Statistical analysis: The data were analyzed descriptively first with mean and then standard deviation estimates were derived. The analysis of variance test (ANOVA) was used to compare the mean refractive error parameters between all four groups. Where there was an overall mean difference between all four groups, post hoc test of Bonferroni correction was utilized to find out between which groups the difference existed. Similarly, the analysis was carried out for different age groups. Independent sample t test was used to compare the mean difference between male and female samples. The normal distribution curves reported wherever necessary. A two-sided P value <0.05 was considered to be statistically significant. All statistical analysis was carried out by using the SPSS 17.0 version (SPSS, Chicago, IL, USA) software for windows.


  Results Top


A total of 205 children (334 eyes were analyzed though intended was 360 eyes) aged between six and 18 years were included in the analysis, 55.6% (n = 114) were girls and 44.4% (n = 91) were boys. On comparison of refractive errors with emmetropes in post- hoc analysis, there exists a significant differences for SE, AL, ACD between emmetropia and hypermetropia groups (P < 0.01 for all).

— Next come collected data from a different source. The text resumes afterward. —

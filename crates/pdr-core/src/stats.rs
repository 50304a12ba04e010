//! Run statistics and the optional per-event statistics sink.

use std::fmt;
use std::fs::File;
use std::io::{self, BufWriter, Write};
use std::path::Path;
use std::time::Duration;

use crate::cube::Cube;
use crate::frames::Answer;

/// Counters and timings for one run.
#[derive(Debug, Clone, Default)]
pub struct PdrStats {
    /// Bad cubes handed to the blocking loop.
    pub blocks: u64,
    /// Predecessor obligations derived.
    pub obligations: u64,
    /// Cubes added to the frame database.
    pub cubes: u64,
    pub sat_calls: u64,
    pub sat_calls_sat: u64,
    pub sat_calls_unsat: u64,
    pub sat_calls_unknown: u64,
    /// Frame solvers rebuilt after too many activation literals.
    pub solver_restarts: u64,
    pub frames: usize,
    pub queue_high_water: usize,
    pub ternary_runs: u64,
    pub ternary_lits_removed: u64,
    pub time_sat: Duration,
    pub time_sat_sat: Duration,
    pub time_sat_unsat: Duration,
    pub time_generalize: Duration,
    pub time_push: Duration,
    pub time_total: Duration,
}

impl PdrStats {
    pub(crate) fn record_call(&mut self, answer: Option<&Answer>, elapsed: Duration) {
        self.sat_calls += 1;
        self.time_sat += elapsed;
        match answer {
            Some(Answer::Sat(_)) => {
                self.sat_calls_sat += 1;
                self.time_sat_sat += elapsed;
            }
            Some(Answer::Unsat(_)) => {
                self.sat_calls_unsat += 1;
                self.time_sat_unsat += elapsed;
            }
            None => self.sat_calls_unknown += 1,
        }
    }
}

impl fmt::Display for PdrStats {
    fn fmt(&self, f: &mut fmt::Formatter<'_>) -> fmt::Result {
        writeln!(
            f,
            "frames {}  blocks {}  obligations {}  cubes {}  queue max {}",
            self.frames, self.blocks, self.obligations, self.cubes, self.queue_high_water
        )?;
        writeln!(
            f,
            "sat calls {} (sat {}, unsat {}, unknown {})  restarts {}",
            self.sat_calls, self.sat_calls_sat, self.sat_calls_unsat, self.sat_calls_unknown, self.solver_restarts
        )?;
        writeln!(f, "ternary runs {}  lits removed {}", self.ternary_runs, self.ternary_lits_removed)?;
        write!(
            f,
            "time: sat {:.3}s (sat {:.3}s, unsat {:.3}s)  generalize {:.3}s  push {:.3}s  total {:.3}s",
            self.time_sat.as_secs_f64(),
            self.time_sat_sat.as_secs_f64(),
            self.time_sat_unsat.as_secs_f64(),
            self.time_generalize.as_secs_f64(),
            self.time_push.as_secs_f64(),
            self.time_total.as_secs_f64()
        )
    }
}

/// Receives one event per derived obligation and per stored cube.
///
/// A sink that returns an error is disabled for the rest of the run.
pub trait StatsSink {
    fn obligation_derived(&mut self, frame: usize, cube: &Cube, depth: usize) -> io::Result<()>;

    fn cube_derived(&mut self, level: usize, cube: &Cube) -> io::Result<()>;

    fn flush(&mut self) -> io::Result<()> {
        Ok(())
    }
}

pub struct NullSink;

impl StatsSink for NullSink {
    fn obligation_derived(&mut self, _: usize, _: &Cube, _: usize) -> io::Result<()> {
        Ok(())
    }

    fn cube_derived(&mut self, _: usize, _: &Cube) -> io::Result<()> {
        Ok(())
    }
}

/// Writes `level,cube,depth` rows with cubes as register patterns. Rows for
/// stored cubes leave the depth column empty.
pub struct CsvSink<W: Write> {
    out: W,
    num_regs: usize,
}

impl<W: Write> CsvSink<W> {
    pub fn new(mut out: W, num_regs: usize) -> io::Result<Self> {
        writeln!(out, "level,cube,depth")?;
        Ok(Self { out, num_regs })
    }

    pub fn into_inner(self) -> W {
        self.out
    }
}

impl CsvSink<BufWriter<File>> {
    pub fn create(path: impl AsRef<Path>, num_regs: usize) -> io::Result<Self> {
        Self::new(BufWriter::new(File::create(path)?), num_regs)
    }
}

impl<W: Write> StatsSink for CsvSink<W> {
    fn obligation_derived(&mut self, frame: usize, cube: &Cube, depth: usize) -> io::Result<()> {
        writeln!(self.out, "{},{},{}", frame, cube.pattern(self.num_regs), depth)
    }

    fn cube_derived(&mut self, level: usize, cube: &Cube) -> io::Result<()> {
        writeln!(self.out, "{},{},", level, cube.pattern(self.num_regs))
    }

    fn flush(&mut self) -> io::Result<()> {
        self.out.flush()
    }
}
#![no_main]
use std::collections::{BTreeMap, HashSet};

use libfuzzer_sys::fuzz_target;
use pdr_core::{Cube, Lit};

fn cube_from(bytes: &[u8]) -> Cube {
    let lits: BTreeMap<usize, bool> = bytes.iter().map(|&b| ((b >> 1) as usize % 40, b & 1 == 1)).collect();
    Cube::new(lits.into_iter().map(|(v, b)| Lit::new(v, b)).collect(), &[])
}

fuzz_target!(|data: &[u8]| {
    let split = data.first().map_or(0, |&b| b as usize % (data.len().max(1)));
    let (left, right) = data.split_at(split);
    let a = cube_from(left);
    let b = cube_from(right);

    let naive = b.lits().iter().all(|l| a.lits().contains(l));
    assert_eq!(a.contains(&b), naive);
    assert_eq!(Cube::contains_loose(a.lits(), b.lits()), naive);
    if naive {
        assert_eq!(a.signature() & b.signature(), b.signature());
    }

    let common = Cube::intersect(&a, &b, &HashSet::new()).unwrap();
    assert!(a.contains(&common) && b.contains(&common));
    assert_eq!(Cube::compare(&a, &b), Cube::compare(&b, &a).reverse());

    if !a.is_empty() {
        let shorter = a.create_from(0);
        assert!(shorter.len() + 1 == a.len() && shorter.contains(&shorter));
        assert!(a.contains(&shorter));
    }
});
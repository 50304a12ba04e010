use std::collections::HashSet;

use pdr_aig::{Aig, AigLit};
use pdr_core::certify::certify;
use pdr_core::{check, PdrConfig, Verdict};
use pdr_sat::Cadical;

/// Largest register/input counts `explore` accepts.
pub const MAX_EXPLICIT_LATCHES: usize = 16;
pub const MAX_EXPLICIT_INPUTS: usize = 8;

/// Plain-data description of a random circuit. Every index is taken modulo
/// the number of signals defined so far, so any recipe builds a valid AIG.
#[derive(Debug, Clone)]
pub struct Recipe {
    pub inputs: usize,
    pub latches: usize,
    pub gates: Vec<(usize, bool, usize, bool)>,
    pub nexts: Vec<(usize, bool)>,
    pub bad: (usize, bool),
}

pub fn build(recipe: &Recipe) -> Aig {
    let mut aig = Aig::new();
    let mut signals: Vec<AigLit> = vec![AigLit::FALSE];
    signals.extend((0..recipe.inputs).map(|i| aig.add_input(format!("i{i}"))));
    let latches: Vec<AigLit> = (0..recipe.latches).map(|i| aig.add_latch(format!("r{i}"))).collect();
    signals.extend(&latches);
    for &(a, na, b, nb) in &recipe.gates {
        let pick = |idx: usize, neg: bool| {
            let s = signals[idx % signals.len()];
            if neg {
                !s
            } else {
                s
            }
        };
        let (x, y) = (pick(a, na), pick(b, nb));
        let g = aig.and(x, y);
        signals.push(g);
    }
    let pick = |(idx, neg): (usize, bool)| {
        let s = signals[idx % signals.len()];
        if neg {
            !s
        } else {
            s
        }
    };
    for (k, &latch) in latches.iter().enumerate() {
        let next = recipe.nexts.get(k).copied().map_or(latch, pick);
        // Latch literals come from add_latch, so this cannot fail.
        let _ = aig.set_next(latch, next);
    }
    aig.set_bad(pick(recipe.bad));
    aig
}

/// Result of exhaustive breadth-first exploration.
#[derive(Debug, Clone)]
pub enum Reachability {
    Safe { reachable: HashSet<u64> },
    /// `depth` transitions reach a state where some input raises `bad`.
    Unsafe { depth: usize },
}

fn unpack(bits: u64, width: usize) -> Vec<bool> {
    (0..width).map(|i| bits >> i & 1 == 1).collect()
}

fn pack(values: &[bool]) -> u64 {
    values
        .iter()
        .enumerate()
        .fold(0, |acc, (i, &b)| acc | (b as u64) << i)
}

pub fn explore(aig: &Aig) -> Result<Reachability, String> {
    let (nl, ni) = (aig.num_latches(), aig.num_inputs());
    if nl > MAX_EXPLICIT_LATCHES || ni > MAX_EXPLICIT_INPUTS {
        return Err(format!("system too large for explicit exploration: {nl} registers, {ni} inputs"));
    }
    let input_vectors: Vec<Vec<bool>> = (0..1u64 << ni).map(|bits| unpack(bits, ni)).collect();
    let mut reachable = HashSet::from([0u64]);
    let mut layer = vec![0u64];
    let mut depth = 0;
    while !layer.is_empty() {
        let mut next_layer = Vec::new();
        for &state in &layer {
            let values = unpack(state, nl);
            for inputs in &input_vectors {
                let (next, bad) = aig.step(&values, inputs);
                if bad {
                    return Ok(Reachability::Unsafe { depth });
                }
                let packed = pack(&next);
                if reachable.insert(packed) {
                    next_layer.push(packed);
                }
            }
        }
        layer = next_layer;
        depth += 1;
    }
    Ok(Reachability::Safe { reachable })
}

/// Run PDR on `aig` and compare against exhaustive exploration: verdicts
/// must agree, counterexamples must be shortest and replay, invariants must
/// certify and hold in every reachable state.
pub fn cross_check(aig: &Aig, config: &PdrConfig) -> Result<Verdict, String> {
    let verdict = check(aig, config).map_err(|e| e.to_string())?;
    certify::<Cadical>(aig, &verdict).map_err(|e| e.to_string())?;
    match (&verdict, explore(aig)?) {
        (Verdict::Proved { invariant }, Reachability::Safe { reachable }) => {
            let nl = aig.num_latches();
            if let Some(&bad) = reachable.iter().find(|&&s| !invariant.holds(&unpack(s, nl))) {
                return Err(format!("invariant excludes reachable state {:?}", unpack(bad, nl)));
            }
        }
        (Verdict::Disproved { cex }, Reachability::Unsafe { depth }) => {
            if cex.len() != depth {
                return Err(format!("counterexample has {} steps, shortest is {depth}", cex.len()));
            }
        }
        (Verdict::Aborted { reason, .. }, _) => return Err(format!("run aborted: {reason}")),
        (Verdict::Proved { .. }, Reachability::Unsafe { depth }) => {
            return Err(format!("proved, but a bad state is reachable in {depth} steps"))
        }
        (Verdict::Disproved { cex }, Reachability::Safe { .. }) => {
            return Err(format!("disproved with {} steps, but no bad state is reachable", cex.len()))
        }
    }
    Ok(verdict)
}
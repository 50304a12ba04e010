use std::fmt;
use std::ops::Not;

/// Solver variable, numbered from zero.
#[derive(Debug, Clone, Copy, PartialEq, Eq, Hash, PartialOrd, Ord)]
pub struct Var(u32);

impl Var {
    pub fn new(index: usize) -> Self {
        assert!(index < i32::MAX as usize, "variable index {index} out of range");
        Var(index as u32)
    }

    pub fn index(self) -> usize {
        self.0 as usize
    }

    pub fn lit(self, negated: bool) -> Lit {
        Lit::new(self, negated)
    }

    pub fn pos(self) -> Lit {
        Lit::new(self, false)
    }

    pub fn neg(self) -> Lit {
        Lit::new(self, true)
    }
}

/// Solver literal: `2 * var + negated`.
#[derive(Debug, Clone, Copy, PartialEq, Eq, Hash, PartialOrd, Ord)]
pub struct Lit(u32);

impl Lit {
    pub fn new(var: Var, negated: bool) -> Self {
        Lit(var.0 << 1 | negated as u32)
    }

    pub fn var(self) -> Var {
        Var(self.0 >> 1)
    }

    pub fn is_negated(self) -> bool {
        self.0 & 1 == 1
    }

    /// Dense index, suitable for per-literal tables.
    pub fn code(self) -> usize {
        self.0 as usize
    }

    /// DIMACS integer: variables are one-based, negation is a minus sign.
    pub fn to_dimacs(self) -> i32 {
        let v = self.var().index() as i32 + 1;
        if self.is_negated() {
            -v
        } else {
            v
        }
    }
}

impl Not for Lit {
    type Output = Lit;

    fn not(self) -> Lit {
        Lit(self.0 ^ 1)
    }
}

impl fmt::Display for Lit {
    fn fmt(&self, f: &mut fmt::Formatter<'_>) -> fmt::Result {
        write!(f, "{}", self.to_dimacs())
    }
}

The mean SE, AL, ACD, VCD, LT, and RNFLT were significantly different between emmetropia and myopia groups (P < 0.05 for all) However, the mean SE, K1, and K2 were the only parameters significantly different between emmetropia and astigmatism groups (P < 0.0001 for all) [Table 1]. The subgroup analysis based on age group was done. In the age group of 6-10 years there exists a significant difference between all four groups only for SE and K1 (P < 0.05). The post hoc analysis revealed significant differences only for mean SE between emmetropia and hypermetropia, myopia, and astigmatic groups [Table 2]. In the age group of 11–14 years, there exists a significant difference for the parameters of SE, K2, AXL, VCD, and CCT (P < 0.05). The post hoc analysis revealed the significant differences for SE between emmetropia and hypermetropia groups (P < 0.05). The mean SE, AL, and VCD were significantly different between emmetropia and myopic groups (P < 0.05). The AL and VCD were longest in the myopic group as compared to emmetropic group. The mean SE, K2, and CCT were significantly different between emmetropic and astigmatic group (P < 0.05). The CCT was thinner in astigmatic group as compared to emmetropic group [Table 3]. In the age group of 15–18 years there exists a significant difference between all the four groups in 15-18 years for the parameters of SE, K2, AL, ACD, and VCD (P < 0.05). The post hoc analysis revealed the significant differences for SE between emmetropia and hypermetropia groups (P = 0.001).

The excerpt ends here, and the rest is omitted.